//! Diagnostic reporters.
//!
//! Writes diagnostics either as contract lines or as a JSON array.

use crate::domain::diagnostic::Diagnostic;
use crate::ports::DiagnosticReporter;
use std::io::{Result, Write};

/// One `path:line:col CODE message` line per diagnostic.
pub struct TextReporter;

impl DiagnosticReporter for TextReporter {
    fn report(&self, diagnostics: &[Diagnostic], out: &mut dyn Write) -> Result<()> {
        for diagnostic in diagnostics {
            writeln!(out, "{}", diagnostic)?;
        }
        Ok(())
    }
}

/// A pretty-printed JSON array, `[]` when nothing was found.
pub struct JsonReporter;

impl DiagnosticReporter for JsonReporter {
    fn report(&self, diagnostics: &[Diagnostic], out: &mut dyn Write) -> Result<()> {
        serde_json::to_writer_pretty(&mut *out, diagnostics)?;
        writeln!(out)
    }
}
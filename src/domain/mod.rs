// Domain types and the function-length check.

pub mod ast;
pub mod diagnostic;
pub mod error;
pub mod function_length;
//! Python parser adapter backed by tree-sitter.
//!
//! Lowers the concrete syntax tree into [`AstNode`]s with the same body
//! relation as Python's `ast` module. Recovery nodes and the Python 2 forms
//! the grammar still accepts become a [`SyntaxError`].

use crate::domain::ast::{AstNode, AstNodeKind, Position};
use crate::domain::error::{ParseError, SyntaxError};
use crate::infrastructure::syntax_rules::first_violation;
use crate::ports::AstParser;
use std::iter::Peekable;
use std::str::Chars;
use tree_sitter::{Node, Parser};

pub struct TreeSitterPythonParser;

impl AstParser for TreeSitterPythonParser {
    fn parse(&self, source: &str, filename: &str) -> Result<AstNode, ParseError> {
        let mut parser = Parser::new();
        parser
            .set_language(&tree_sitter_python::LANGUAGE.into())
            .map_err(|e| ParseError::Grammar(e.to_string()))?;

        let tree = parser
            .parse(source, None)
            .ok_or_else(|| ParseError::NoTree(filename.to_string()))?;
        let root = tree.root_node();

        if let Some(err) = first_syntax_error(root, source, filename) {
            log::debug!("{}: syntax error at {}:{}", filename, err.line, err.offset);
            return Err(err.into());
        }

        let module = Lowering::new(source).module(root);
        log::debug!(
            "{}: parsed {} top-level statements",
            filename,
            module.body().map_or(0, |body| body.len())
        );
        Ok(module)
    }

    fn runtime(&self) -> String {
        format!(
            "pyhygiene {} (tree-sitter ABI {}, Python 3 grammar)",
            env!("CARGO_PKG_VERSION"),
            tree_sitter::LANGUAGE_VERSION
        )
    }
}

// ═══════════════════════════════════════════════════════════════════════════
// Syntax errors
// ═══════════════════════════════════════════════════════════════════════════

/// Maps the earliest rejected construct to a located [`SyntaxError`].
fn first_syntax_error(root: Node, source: &str, filename: &str) -> Option<SyntaxError> {
    let violation = first_violation(root, source)?;
    Some(SyntaxError {
        filename: filename.to_string(),
        message: violation.message,
        line: violation.row + 1,
        offset: violation.column + 1,
        text: source.lines().nth(violation.row).map(str::to_string),
    })
}

// ═══════════════════════════════════════════════════════════════════════════
// Lowering
// ═══════════════════════════════════════════════════════════════════════════

struct Lowering<'s> {
    source: &'s [u8],
}

impl<'s> Lowering<'s> {
    fn new(source: &'s str) -> Self {
        Self {
            source: source.as_bytes(),
        }
    }

    fn module(&self, root: Node) -> AstNode {
        let (body, docstring) = self.block(root);
        AstNode::container(AstNodeKind::Module, Position::new(1, 0), body).with_docstring(docstring)
    }

    /// Lowers the statements of a block (or the module) and extracts its docstring.
    fn block(&self, block: Node) -> (Vec<AstNode>, Option<String>) {
        let statements = named_statements(block);
        let docstring = statements.first().and_then(|first| self.docstring(*first));
        let body = statements.into_iter().map(|stmt| self.statement(stmt)).collect();
        (body, docstring)
    }

    fn statement(&self, node: Node) -> AstNode {
        match node.kind() {
            "decorated_definition" => match node.child_by_field_name("definition") {
                Some(definition) => self.statement(definition),
                None => AstNode::leaf(AstNodeKind::Statement, position(node)),
            },
            "function_definition" => {
                let kind = if is_async(node) {
                    AstNodeKind::AsyncFunction
                } else {
                    AstNodeKind::Function
                };
                self.definition(node, kind)
            }
            "class_definition" => self.definition(node, AstNodeKind::Class),
            "if_statement" => self.compound(node, AstNodeKind::If, "consequence"),
            "for_statement" => self.compound(node, AstNodeKind::For, "body"),
            "while_statement" => self.compound(node, AstNodeKind::While, "body"),
            "with_statement" => self.compound(node, AstNodeKind::With, "body"),
            "try_statement" => self.compound(node, AstNodeKind::Try, "body"),
            // `ast.Match` keeps its blocks under `cases`, so it has no body.
            "match_statement" => AstNode::leaf(AstNodeKind::Match, position(node)),
            "expression_statement" => AstNode::leaf(AstNodeKind::Expression, position(node)),
            _ => AstNode::leaf(AstNodeKind::Statement, position(node)),
        }
    }

    fn definition(&self, node: Node, kind: AstNodeKind) -> AstNode {
        let (body, docstring) = match node.child_by_field_name("body") {
            Some(block) => self.block(block),
            None => (Vec::new(), None),
        };
        let lowered = AstNode::container(kind, position(node), body).with_docstring(docstring);
        match node.child_by_field_name("name") {
            Some(name) => lowered.with_name(self.text(name)),
            None => lowered,
        }
    }

    fn compound(&self, node: Node, kind: AstNodeKind, field: &str) -> AstNode {
        let body = match node.child_by_field_name(field) {
            Some(block) => self.block(block).0,
            None => Vec::new(),
        };
        AstNode::container(kind, position(node), body)
    }

    /// The decoded docstring if `stmt` is a bare plain-string expression.
    fn docstring(&self, stmt: Node) -> Option<String> {
        if stmt.kind() != "expression_statement" {
            return None;
        }
        let mut expr = sole_named_child(stmt)?;
        while expr.kind() == "parenthesized_expression" {
            expr = sole_named_child(expr)?;
        }
        let text = match expr.kind() {
            "string" => decode_string_literal(self.text(expr))?,
            "concatenated_string" => {
                let mut joined = String::new();
                for part in named_statements(expr) {
                    joined.push_str(&decode_string_literal(self.text(part))?);
                }
                joined
            }
            _ => return None,
        };
        Some(text.trim_matches(is_python_space).to_string())
    }

    fn text(&self, node: Node) -> &'s str {
        node.utf8_text(self.source).unwrap_or("")
    }
}

fn position(node: Node) -> Position {
    let point = node.start_position();
    Position::new(point.row + 1, point.column)
}

fn is_async(node: Node) -> bool {
    let mut cursor = node.walk();
    let first = node.children(&mut cursor).next();
    first.is_some_and(|child| child.kind() == "async")
}

/// Named children without comments and other extras.
fn named_statements(node: Node) -> Vec<Node> {
    let mut cursor = node.walk();
    node.named_children(&mut cursor)
        .filter(|child| !child.is_extra())
        .collect()
}

fn sole_named_child(node: Node) -> Option<Node> {
    match named_statements(node).as_slice() {
        [only] => Some(*only),
        _ => None,
    }
}

// ═══════════════════════════════════════════════════════════════════════════
// String literals
// ═══════════════════════════════════════════════════════════════════════════

/// Decodes a plain string literal. Bytes, f-strings and t-strings yield `None`.
fn decode_string_literal(literal: &str) -> Option<String> {
    let quote_at = literal.find(['"', '\''])?;
    let (prefix, quoted) = literal.split_at(quote_at);
    let prefix = prefix.to_ascii_lowercase();
    if prefix.contains(['b', 'f', 't']) {
        return None;
    }

    let delimiter = if quoted.starts_with("\"\"\"") || quoted.starts_with("'''") {
        &quoted[..3]
    } else {
        &quoted[..1]
    };
    let inner = quoted
        .strip_prefix(delimiter)
        .and_then(|rest| rest.strip_suffix(delimiter))
        .unwrap_or("");

    if prefix.contains('r') {
        Some(inner.to_string())
    } else {
        Some(unescape(inner))
    }
}

/// Whitespace as `str.strip()` sees it.
fn is_python_space(c: char) -> bool {
    c.is_whitespace() || ('\x1c'..='\x1f').contains(&c)
}

fn unescape(raw: &str) -> String {
    let mut out = String::with_capacity(raw.len());
    let mut chars = raw.chars().peekable();
    while let Some(c) = chars.next() {
        if c != '\\' {
            out.push(c);
            continue;
        }
        let Some(escape) = chars.next() else {
            out.push('\\');
            break;
        };
        let decoded = match escape {
            'n' => Some('\n'),
            't' => Some('\t'),
            'r' => Some('\r'),
            'f' => Some('\x0c'),
            'v' => Some('\x0b'),
            'a' => Some('\x07'),
            'b' => Some('\x08'),
            '\\' | '\'' | '"' => Some(escape),
            '\n' => continue,
            '\r' => {
                chars.next_if_eq(&'\n');
                continue;
            }
            'x' => hex_escape(&mut chars, 2),
            'u' => hex_escape(&mut chars, 4),
            'U' => hex_escape(&mut chars, 8),
            'N' => named_escape(&mut chars),
            '0'..='7' => {
                let mut value = escape.to_digit(8).unwrap_or(0);
                for _ in 0..2 {
                    match chars.peek().and_then(|next| next.to_digit(8)) {
                        Some(digit) => {
                            value = value * 8 + digit;
                            chars.next();
                        }
                        None => break,
                    }
                }
                char::from_u32(value)
            }
            _ => None,
        };
        match decoded {
            Some(ch) => out.push(ch),
            // Unknown escapes are kept verbatim.
            None => {
                out.push('\\');
                out.push(escape);
            }
        }
    }
    out
}

/// Decodes exactly `digits` hex digits. Consumes nothing on a short or bad run.
fn hex_escape(chars: &mut Peekable<Chars>, digits: usize) -> Option<char> {
    let lookahead: String = chars.clone().take(digits).collect();
    if lookahead.len() != digits || !lookahead.chars().all(|c| c.is_ascii_hexdigit()) {
        return None;
    }
    let ch = char::from_u32(u32::from_str_radix(&lookahead, 16).ok()?)?;
    for _ in 0..digits {
        chars.next();
    }
    Some(ch)
}

/// `\N{NAME}` for the whitespace characters a docstring could consist of.
fn named_escape(chars: &mut Peekable<Chars>) -> Option<char> {
    let mut ahead = chars.clone();
    if ahead.next() != Some('{') {
        return None;
    }
    let name: String = ahead.by_ref().take_while(|c| *c != '}').collect();
    let ch = match name.to_ascii_uppercase().as_str() {
        "SPACE" => ' ',
        "NO-BREAK SPACE" | "NBSP" => '\u{a0}',
        "CHARACTER TABULATION" | "HORIZONTAL TABULATION" | "TAB" => '\t',
        "LINE FEED" | "LF" | "NEW LINE" => '\n',
        "CARRIAGE RETURN" | "CR" => '\r',
        "FORM FEED" | "FF" => '\x0c',
        "LINE TABULATION" | "VERTICAL TABULATION" => '\x0b',
        "NEXT LINE" | "NEL" => '\u{85}',
        "EN SPACE" => '\u{2002}',
        "EM SPACE" => '\u{2003}',
        "THIN SPACE" => '\u{2009}',
        "IDEOGRAPHIC SPACE" => '\u{3000}',
        "LINE SEPARATOR" => '\u{2028}',
        "PARAGRAPH SEPARATOR" => '\u{2029}',
        _ => return None,
    };
    *chars = ahead;
    Some(ch)
}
□ □ □ □ □ □ □
• TASK REQUIREMENTS: Scan the entries for lines holding the string "container", then copy every one of them.

• TASK RESULT:
        AstNode::container(AstNodeKind::Module, Position::new(1, 0), body).with_docstring(docstring)
        let lowered = AstNode::container(kind, position(node), body).with_docstring(docstring);
        AstNode::container(kind, position(node), body)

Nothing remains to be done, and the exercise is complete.